Ogum é também o orixá da transformação, da revolução. É ele que me diz que pode levar tempo, mas que os caminhos através dos incêndios estão abertos, e que mesmo me queimando uma e outra vez, sou capaz de enxergar um futuro onde talvez eu não fosse capaz de ver. Atravessei, e acho que estou chegando em um ponto sem retorno. Nada muito drástico, nem dramático. Não acho que cheguei ao fim de nada, de nenhuma guerra. Sigo lutando, mas sei que não quero retornar a um padrão que não me convém mais.

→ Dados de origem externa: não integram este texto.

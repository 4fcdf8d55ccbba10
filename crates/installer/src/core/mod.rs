//! Core types used throughout the installer
//!
//! This module contains the fundamental types that all other modules depend on:
//! the install descriptor handed in by callers, the result handed back, errors
//! and progress reporting.

pub mod error;
pub mod files;
pub mod progress;

pub use error::{ErrorSeverity, FileOperation, InstallError, InstallFailureKind, Result};
pub use progress::{
    CompositeProgressReporter, InstallStage, IntoProgressCallback, LogProgressReporter,
    NullProgressReporter, ProgressCallback, ProgressEvent, ProgressReporter, ProgressSink,
};

use serde::{Deserialize, Serialize};
use std::path::{Path, PathBuf};

/// Stable identity of a package
#[derive(Debug, Clone, PartialEq, Eq, Hash, Serialize, Deserialize)]
#[serde(rename_all = "camelCase")]
pub struct PackageIdentity {
    /// Stable identifier, used for cache keys
    pub id: String,
    /// Human readable name, used in messages
    pub display_name: String,
}

impl PackageIdentity {
    pub fn new<I: Into<String>, N: Into<String>>(id: I, display_name: N) -> Self {
        Self {
            id: id.into(),
            display_name: display_name.into(),
        }
    }
}

impl std::fmt::Display for PackageIdentity {
    fn fmt(&self, f: &mut std::fmt::Formatter<'_>) -> std::fmt::Result {
        write!(f, "{} ({})", self.display_name, self.id)
    }
}

/// Shape of the installed artifact
#[derive(Debug, Clone, Copy, PartialEq, Eq, Hash, Serialize, Deserialize)]
#[serde(rename_all = "camelCase")]
pub enum TargetKind {
    /// The archive itself is the installation
    File,
    /// The archive is extracted into a directory tree
    Directory,
}

impl std::fmt::Display for TargetKind {
    fn fmt(&self, f: &mut std::fmt::Formatter<'_>) -> std::fmt::Result {
        match self {
            TargetKind::File => write!(f, "file"),
            TargetKind::Directory => write!(f, "directory"),
        }
    }
}

/// Everything an install call needs to know
///
/// The descriptor is immutable for the lifetime of one call. In particular
/// `target_kind` is taken as given and never re-derived from the filesystem.
#[derive(Debug, Clone, PartialEq, Eq, Serialize, Deserialize)]
#[serde(rename_all = "camelCase")]
pub struct InstallDescriptor {
    #[serde(flatten)]
    pub package: PackageIdentity,
    /// Network address or local file path
    pub source: String,
    /// Absolute path that receives the package
    pub target: PathBuf,
    pub target_kind: TargetKind,
    /// Declared file name of the incoming release
    #[serde(default, skip_serializing_if = "Option::is_none")]
    pub file_name: Option<String>,
    /// Version of the incoming release
    #[serde(default, skip_serializing_if = "Option::is_none")]
    pub version: Option<String>,
    /// Version of the release currently installed
    #[serde(default, skip_serializing_if = "Option::is_none")]
    pub previous_version: Option<String>,
    /// Location of the previous installation when it differs from `target`
    #[serde(default, skip_serializing_if = "Option::is_none")]
    pub existing_path: Option<PathBuf>,
}

impl InstallDescriptor {
    pub fn new<S: Into<String>, P: Into<PathBuf>>(
        package: PackageIdentity,
        source: S,
        target: P,
        target_kind: TargetKind,
    ) -> Self {
        Self {
            package,
            source: source.into(),
            target: target.into(),
            target_kind,
            file_name: None,
            version: None,
            previous_version: None,
            existing_path: None,
        }
    }

    pub fn with_file_name<S: Into<String>>(mut self, file_name: S) -> Self {
        self.file_name = Some(file_name.into());
        self
    }

    pub fn with_version<S: Into<String>>(mut self, version: S) -> Self {
        self.version = Some(version.into());
        self
    }

    pub fn with_previous_version<S: Into<String>>(mut self, version: S) -> Self {
        self.previous_version = Some(version.into());
        self
    }

    pub fn with_existing_path<P: Into<PathBuf>>(mut self, path: P) -> Self {
        self.existing_path = Some(path.into());
        self
    }

    /// Where the previous installation lives, if any
    pub fn previous_install_path(&self) -> &Path {
        self.existing_path.as_deref().unwrap_or(&self.target)
    }

    /// True when the previous installation sits at a different path
    pub fn is_renamed(&self) -> bool {
        self.existing_path
            .as_deref()
            .is_some_and(|existing| existing != self.target.as_path())
    }

    /// Reject descriptors the installers cannot act on safely
    pub fn check(&self) -> Result<()> {
        if self.package.id.trim().is_empty() {
            return Err(self.invalid("package id is empty"));
        }
        if self.source.trim().is_empty() {
            return Err(self.invalid("source is empty"));
        }
        if !self.target.is_absolute() {
            return Err(self.invalid(format!(
                "target '{}' is not an absolute path",
                self.target.display()
            )));
        }
        if self.target.parent().is_none() {
            return Err(self.invalid("target must not be a filesystem root"));
        }
        if let Some(existing) = &self.existing_path {
            if !existing.is_absolute() {
                return Err(self.invalid(format!(
                    "existing path '{}' is not an absolute path",
                    existing.display()
                )));
            }
        }
        Ok(())
    }

    pub(crate) fn invalid<S: Into<String>>(&self, reason: S) -> InstallError {
        InstallError::InvalidDescriptor {
            package: self.package.id.clone(),
            reason: reason.into(),
        }
    }
}

/// Outcome of [`crate::Installer::install`]
///
/// There is no partial success: either the target holds the new package or
/// it holds exactly what it held before the call.
#[derive(Debug, Clone, PartialEq, Eq)]
pub struct InstallResult {
    pub success: bool,
    /// Human readable failure description
    pub error: Option<String>,
    pub failure_kind: Option<InstallFailureKind>,
    /// Whether the payload came from the cache
    pub from_cache: bool,
}

impl InstallResult {
    pub fn succeeded(from_cache: bool) -> Self {
        Self {
            success: true,
            error: None,
            failure_kind: None,
            from_cache,
        }
    }

    pub fn failed(error: &InstallError) -> Self {
        Self {
            success: false,
            error: Some(error.to_string()),
            failure_kind: Some(error.kind()),
            from_cache: false,
        }
    }

    /// Cancelled installs are failures that need no user-facing alarm
    pub fn is_cancelled(&self) -> bool {
        self.failure_kind == Some(InstallFailureKind::Cancelled)
    }
}

#[cfg(test)]
mod tests {
    use super::*;

    #[test]
    fn descriptor_round_trips_through_json() {
        let json = r#"{
            "id": "example.mod",
            "displayName": "Example Mod",
            "source": "https://example.com/example-1.2.zip",
            "target": "/games/mods/example",
            "targetKind": "directory",
            "version": "1.2.0",
            "previousVersion": "1.1.0"
        }"#;

        let descriptor: InstallDescriptor = serde_json::from_str(json).unwrap();
        assert_eq!(descriptor.package.id, "example.mod");
        assert_eq!(descriptor.target_kind, TargetKind::Directory);
        assert_eq!(descriptor.previous_version.as_deref(), Some("1.1.0"));
        assert!(descriptor.existing_path.is_none());
        assert!(descriptor.check().is_ok());
    }

    #[test]
    fn relative_target_is_rejected() {
        let descriptor = InstallDescriptor::new(
            PackageIdentity::new("a", "A"),
            "https://example.com/a.zip",
            "mods/a.zip",
            TargetKind::File,
        );

        let error = descriptor.check().unwrap_err();
        assert_eq!(error.kind(), InstallFailureKind::InvalidInput);
    }

    #[test]
    fn renamed_only_when_paths_differ() {
        let target = std::env::temp_dir().join("mods").join("a-2.zip");
        let same = InstallDescriptor::new(
            PackageIdentity::new("a", "A"),
            "a.zip",
            &target,
            TargetKind::File,
        )
        .with_existing_path(&target);
        assert!(!same.is_renamed());

        let renamed = same.clone().with_existing_path(target.with_file_name("a-1.zip"));
        assert!(renamed.is_renamed());
        assert_eq!(renamed.previous_install_path(), target.with_file_name("a-1.zip"));
    }
}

A antropologia me ensinou que onde há estrutura, pode haver quebra, e que nada é fixo ou imutável. E o que quebra a estrutura pode ser totalmente contingencial, como foi simples o movimento de não avisar a ninguém, ou praticamente ninguém, que eu estava em Brasília. Voltei de Brasília mais leve, na balança, mas muito maior. Não me fiz menor para caber na vida de ninguém. Não rendi homenagens a ninguém. Voltei pensativa, mas contente.
Meu censor deve estar um pouco irritado, mas está bem quietinho. A partir de agora escreverei como visitei Brasília.
A bendita água de Oxum (que inunda a casa do traidor) e a forja de Ogum me preparam para esse futuro, que está na ponta dos meus dedos, escrevendo ou tocando.